Ernest Bai Koroma, ancien président de la Sierra Leone et membre du comité directeur mondial de la Campagne pour la Nature, a déclaré :
Pour qu’un accord conclu lors de la COP sur la biodiversité de l’année prochaine soit suffisamment ambitieux, il doit inclure l’objectif 30×30, d’autant plus que les perturbations de l’environnement naturel menacent de plus en plus la paix et la sécurité. Les annonces faites aujourd’hui par les chefs de gouvernement du monde entier montrent que non seulement les pays sont de plus en plus prêts à soutenir cet objectif fondé sur la science, mais qu’ils sont également prêts à commencer à le mettre en œuvre. Cela devrait donner un élan significatif et un sentiment d’optimisme aux négociations en cours sur la Convention sur la diversité biologique.

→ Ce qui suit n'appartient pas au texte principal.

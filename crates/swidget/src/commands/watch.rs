//! `swidget watch`: keep the socket open and print notifications as they arrive.

use std::sync::Arc;

use tokio::sync::mpsc;
use tracing::info;

use swidget_core::{ConnectionStatus, Device, DeviceConfig, StateDelta, Subscriber};

use crate::cli::{GlobalOpts, OutputFormat, WatchArgs};
use crate::error::CliError;
use crate::output;

fn render_delta(delta: &StateDelta, format: OutputFormat) -> String {
    match format {
        OutputFormat::Json | OutputFormat::JsonCompact | OutputFormat::Yaml => output::render_json(
            &serde_json::json!({ "kind": delta.kind.to_string(), "body": delta.body }),
            true,
        ),
        OutputFormat::Table | OutputFormat::Plain => {
            format!("[{}] {}", delta.kind, output::render_json(&delta.body, true))
        }
    }
}

pub async fn handle(mut config: DeviceConfig, args: &WatchArgs, global: &GlobalOpts) -> Result<(), CliError> {
    config.use_websockets = true;
    let device = Device::new(config)?;

    let (tx, mut rx) = mpsc::unbounded_channel::<Arc<StateDelta>>();
    device.subscribe(Subscriber::callback(move |delta| {
        let _ = tx.send(delta);
    }));

    if let Err(e) = device.start().await {
        device.close().await;
        return Err(e.into());
    }
    if !device.is_connected() && !global.quiet {
        eprintln!("Socket not connected yet; waiting for the device to accept a connection");
    }

    let mut status = device.watch_status();
    let ctrl_c = tokio::signal::ctrl_c();
    tokio::pin!(ctrl_c);
    let mut printed = 0usize;

    loop {
        tokio::select! {
            _ = &mut ctrl_c => break,
            changed = status.changed() => {
                if changed.is_err() {
                    break;
                }
                let now = *status.borrow_and_update();
                info!(host = %device.host(), status = %now, "socket status changed");
                if now == ConnectionStatus::Connected && !global.quiet {
                    eprintln!("Connected to {}", device.friendly_name());
                }
            }
            delta = rx.recv() => {
                let Some(delta) = delta else { break };
                output::print_output(&render_delta(&delta, global.output), global.quiet);
                printed += 1;
                if args.count.is_some_and(|n| printed >= n) {
                    break;
                }
            }
        }
    }

    device.unsubscribe();
    device.close().await;
    Ok(())
}

#[cfg(test)]
mod tests {
    use serde_json::json;
    use swidget_core::NotificationKind;

    use super::*;

    #[test]
    fn plain_lines_carry_the_kind() {
        let delta = StateDelta {
            kind: NotificationKind::DynamicUpdate,
            body: json!({ "connection": { "rssi": -61 } }),
        };
        assert_eq!(
            render_delta(&delta, OutputFormat::Plain),
            r#"[DYNAMIC_UPDATE] {"connection":{"rssi":-61}}"#
        );
        assert_eq!(
            render_delta(&delta, OutputFormat::Json),
            r#"{"body":{"connection":{"rssi":-61}},"kind":"DYNAMIC_UPDATE"}"#
        );
    }
}
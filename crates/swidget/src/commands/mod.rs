//! Command dispatch: bridges CLI args -> device operations -> output formatting.

pub mod config_cmd;
pub mod device;
pub mod discover;
pub mod util;
pub mod watch;
pub mod wifi;

use swidget_core::DeviceConfig;

use crate::cli::{Command, GlobalOpts};
use crate::error::CliError;

/// Dispatch a device-bound command to the appropriate handler.
pub async fn dispatch(cmd: Command, config: DeviceConfig, global: &GlobalOpts) -> Result<(), CliError> {
    match cmd {
        Command::State => device::state(config, global).await,
        Command::Hwinfo => device::hwinfo(config, global).await,
        Command::On => device::power(config, true, global).await,
        Command::Off => device::power(config, false, global).await,
        Command::Brightness(args) => device::brightness(config, &args, global).await,
        Command::Timer(args) => device::timer(config, &args, global).await,
        Command::RawCommand(args) => device::raw_command(config, &args, global).await,
        Command::Blink => device::blink(config, global).await,
        Command::EnableDebugServer => device::enable_debug_server(config, global).await,
        Command::Watch(args) => watch::handle(config, &args, global).await,
        // Handled before dispatch
        Command::Discover(_) | Command::Wifi(_) | Command::Config(_) | Command::Completions(_) => unreachable!(),
    }
}
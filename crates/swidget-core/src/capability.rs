// ── Capability views ──
//
// Extra operations that only some device types support. A view is handed
// out by `Device::dimmer()` / `Device::timer_switch()` after checking the
// cached feature set, so it needs `update()` to have run at least once.

use serde_json::json;

use crate::device::Device;
use crate::error::CoreError;
use crate::model::HOST;

/// Highest brightness level a dimmer accepts.
pub const MAX_BRIGHTNESS: u8 = 100;

fn check_level(level: u8) -> Result<(), CoreError> {
    if level > MAX_BRIGHTNESS {
        return Err(CoreError::ValidationFailed {
            message: format!("brightness must be between 0 and {MAX_BRIGHTNESS}, got {level}"),
        });
    }
    Ok(())
}

// ── Dimmer ───────────────────────────────────────────────────────────

/// Brightness control on a dimmer's host component.
#[derive(Debug, Clone, Copy)]
pub struct Dimmer<'a> {
    device: &'a Device,
}

impl<'a> Dimmer<'a> {
    pub(crate) fn new(device: &'a Device) -> Self {
        Self { device }
    }

    /// Current level (0-100), falling back to the default level.
    pub fn brightness(&self) -> Option<i64> {
        self.device.snapshot().brightness()
    }

    pub async fn set_brightness(&self, level: u8) -> Result<(), CoreError> {
        check_level(level)?;
        self.device
            .send_command(HOST, "0", "level", json!({ "now": level }))
            .await?;
        Ok(())
    }

    /// Level the dimmer turns on at.
    pub async fn set_default_brightness(&self, level: u8) -> Result<(), CoreError> {
        check_level(level)?;
        self.device
            .send_command(HOST, "0", "level", json!({ "default": level }))
            .await?;
        Ok(())
    }
}

// ── TimerSwitch ──────────────────────────────────────────────────────

/// Countdown timer on a timer switch.
#[derive(Debug, Clone, Copy)]
pub struct TimerSwitch<'a> {
    device: &'a Device,
}

impl<'a> TimerSwitch<'a> {
    pub(crate) fn new(device: &'a Device) -> Self {
        Self { device }
    }

    /// Turn the load off after `minutes`.
    pub async fn set_countdown_timer(&self, minutes: u32) -> Result<(), CoreError> {
        self.device
            .send_command(HOST, "0", "timer", json!({ "duration": minutes }))
            .await?;
        Ok(())
    }
}

#[cfg(test)]
mod tests {
    use super::*;

    #[test]
    fn level_range() {
        assert!(check_level(0).is_ok());
        assert!(check_level(100).is_ok());
        assert!(matches!(check_level(101), Err(CoreError::ValidationFailed { .. })));
    }
}
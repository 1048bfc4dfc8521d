//! Output formatting: table, JSON, YAML, plain.
//!
//! Renders data in the format selected by `--output`. Table uses `tabled`,
//! structured formats use serde, plain emits one identifier per line.

use std::io::{self, IsTerminal, Write};

use owo_colors::OwoColorize;
use tabled::{Table, Tabled, settings::Style};

use crate::cli::{ColorMode, OutputFormat};

// ── Color helpers ────────────────────────────────────────────────────

/// Determine whether color output should be enabled.
pub fn should_color(mode: ColorMode) -> bool {
    match mode {
        ColorMode::Always => true,
        ColorMode::Never => false,
        ColorMode::Auto => io::stdout().is_terminal() && std::env::var("NO_COLOR").is_err(),
    }
}

/// `ON` in green or `OFF` in red.
pub fn on_off(on: bool, color: bool) -> String {
    match (on, color) {
        (true, true) => "ON".green().bold().to_string(),
        (false, true) => "OFF".red().bold().to_string(),
        (true, false) => "ON".into(),
        (false, false) => "OFF".into(),
    }
}

/// Section heading for detail views.
pub fn heading(text: &str, color: bool) -> String {
    if color {
        format!("{}", text.bold())
    } else {
        text.to_owned()
    }
}

// ── Render dispatchers ───────────────────────────────────────────────

/// Render a list of serde-serializable + tabled items in the chosen format.
///
/// - `table`: uses the `Tabled` derive to build a pretty table
/// - `json` / `json-compact`: serializes the original data via serde
/// - `yaml`: serializes via serde_yaml
/// - `plain`: calls `id_fn` on each item to emit one identifier per line
pub fn render_list<T, R>(
    format: OutputFormat,
    data: &[T],
    to_row: impl Fn(&T) -> R,
    id_fn: impl Fn(&T) -> String,
) -> String
where
    T: serde::Serialize,
    R: Tabled,
{
    match format {
        OutputFormat::Table => {
            let rows: Vec<R> = data.iter().map(to_row).collect();
            render_table(&rows)
        }
        OutputFormat::Json => render_json(data, false),
        OutputFormat::JsonCompact => render_json(data, true),
        OutputFormat::Yaml => render_yaml(data),
        OutputFormat::Plain => data.iter().map(&id_fn).collect::<Vec<_>>().join("\n"),
    }
}

/// Render a single serde-serializable item in the chosen format.
///
/// Table rendering uses a custom `detail_fn` that returns a pre-formatted
/// string, since single-item detail views don't use `Tabled` derive.
pub fn render_single<T>(
    format: OutputFormat,
    data: &T,
    detail_fn: impl Fn(&T) -> String,
    id_fn: impl Fn(&T) -> String,
) -> String
where
    T: serde::Serialize + ?Sized,
{
    match format {
        OutputFormat::Table => detail_fn(data),
        OutputFormat::Json => render_json(data, false),
        OutputFormat::JsonCompact => render_json(data, true),
        OutputFormat::Yaml => render_yaml(data),
        OutputFormat::Plain => id_fn(data),
    }
}

/// Print the rendered output to stdout, respecting quiet mode.
pub fn print_output(output: &str, quiet: bool) {
    if quiet || output.is_empty() {
        return;
    }
    let mut stdout = io::stdout().lock();
    let _ = writeln!(stdout, "{output}");
}

// ── Format-specific renderers ────────────────────────────────────────

/// Two-column key/value table for detail views.
pub fn render_pairs<K: AsRef<str>, V: AsRef<str>>(pairs: &[(K, V)]) -> String {
    #[derive(Tabled)]
    struct Pair<'a> {
        #[tabled(rename = "Key")]
        key: &'a str,
        #[tabled(rename = "Value")]
        value: &'a str,
    }
    let rows: Vec<Pair<'_>> = pairs
        .iter()
        .map(|(k, v)| Pair {
            key: k.as_ref(),
            value: v.as_ref(),
        })
        .collect();
    render_table(&rows)
}

fn render_table<R: Tabled>(rows: &[R]) -> String {
    Table::new(rows).with(Style::rounded()).to_string()
}

/// JSON, pretty or single-line.
pub fn render_json<T: serde::Serialize + ?Sized>(data: &T, compact: bool) -> String {
    let rendered = if compact {
        serde_json::to_string(data)
    } else {
        serde_json::to_string_pretty(data)
    };
    rendered.unwrap_or_else(|e| format!("{{\"error\":\"serialization failed: {e}\"}}"))
}

fn render_yaml<T: serde::Serialize + ?Sized>(data: &T) -> String {
    serde_yaml::to_string(data).unwrap_or_else(|e| format!("error: serialization failed: {e}"))
}

#[cfg(test)]
mod tests {
    use serde::Serialize;

    use super::*;

    #[derive(Serialize)]
    struct Item {
        host: String,
    }

    #[derive(Tabled)]
    struct Row {
        #[tabled(rename = "Host")]
        host: String,
    }

    fn items() -> Vec<Item> {
        vec![Item { host: "10.0.0.2".into() }, Item { host: "10.0.0.3".into() }]
    }

    #[test]
    fn plain_emits_one_id_per_line() {
        let out = render_list(OutputFormat::Plain, &items(), |i| Row { host: i.host.clone() }, |i| i.host.clone());
        assert_eq!(out, "10.0.0.2\n10.0.0.3");
    }

    #[test]
    fn table_has_header_and_rows() {
        let out = render_list(OutputFormat::Table, &items(), |i| Row { host: i.host.clone() }, |i| i.host.clone());
        assert!(out.contains("Host"));
        assert!(out.contains("10.0.0.3"));
    }

    #[test]
    fn compact_json_is_single_line() {
        let out = render_list(OutputFormat::JsonCompact, &items(), |i| Row { host: i.host.clone() }, |i| i.host.clone());
        assert_eq!(out, r#"[{"host":"10.0.0.2"},{"host":"10.0.0.3"}]"#);
    }

    #[test]
    fn on_off_without_color() {
        assert_eq!(on_off(true, false), "ON");
        assert_eq!(on_off(false, false), "OFF");
    }
}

Le Dr Ruhakana Rugunda, ancien premier ministre de l’Ouganda et membre du comité directeur mondial de la Campagne pour la Nature, a déclaré :
Nous commençons à voir des discours ambitieux se transformer en actions ambitieuses. D’autres engagements sont nécessaires, mais les annonces d’aujourd’hui mettent le monde sur la bonne voie pour que l’accord mondial sur la biodiversité et l’objectif 30×30 soient un succès.
Historique de l’objectif 30×30 :
La proposition 30×30 est défendue par la High Ambition Coalition for Nature and People (HAC), une coalition intergouvernementale de plus de 70 pays coprésidée par le Costa Rica, la France et le Royaume-Uni. Près de deux douzaines de pays africains sont membres de la coalition. La proposition 30×30 est actuellement la cible 3 du projet du plan que les pays négocient dans le cadre de la Convention des Nations unies sur la diversité biologique.
Des preuves scientifiques et des données économiques accablantes montrent que la conservation d’au moins 30 % des terres et des océans de la planète est un moyen essentiel de lutter contre l’appauvrissement de la biodiversité mondiale – en plus du stockage du carbone, de la prévention de futures pandémies, de l’augmentation de la production halieutique et du soutien de la croissance économique, les avantages étant supérieurs aux coûts dans une proportion de 5 à 1.
Des recherches récentes ont mis en évidence le rôle central que jouent les populations autochtones et les communautés locales (IPLC) dans la conservation de la biodiversité. Le rapport « Territories of Life : 2021″ estime que les IPLC conservent plus de 22 % de l’étendue des zones clés pour la biodiversité sur terre et au moins 21 % des terres de la planète. Le rapport a également constaté que les IPLC sont les gardiens de fait de nombreuses aires protégées et conservées, étatiques ou privées, sans être reconnues comme telles, ce qui souligne le besoin crucial d’une gouvernance équitable et l’importance de s’assurer que toutes les aires protégées et conservées, existantes ou nouvelles, respectent pleinement les droits des peuples autochtones et des communautés locales.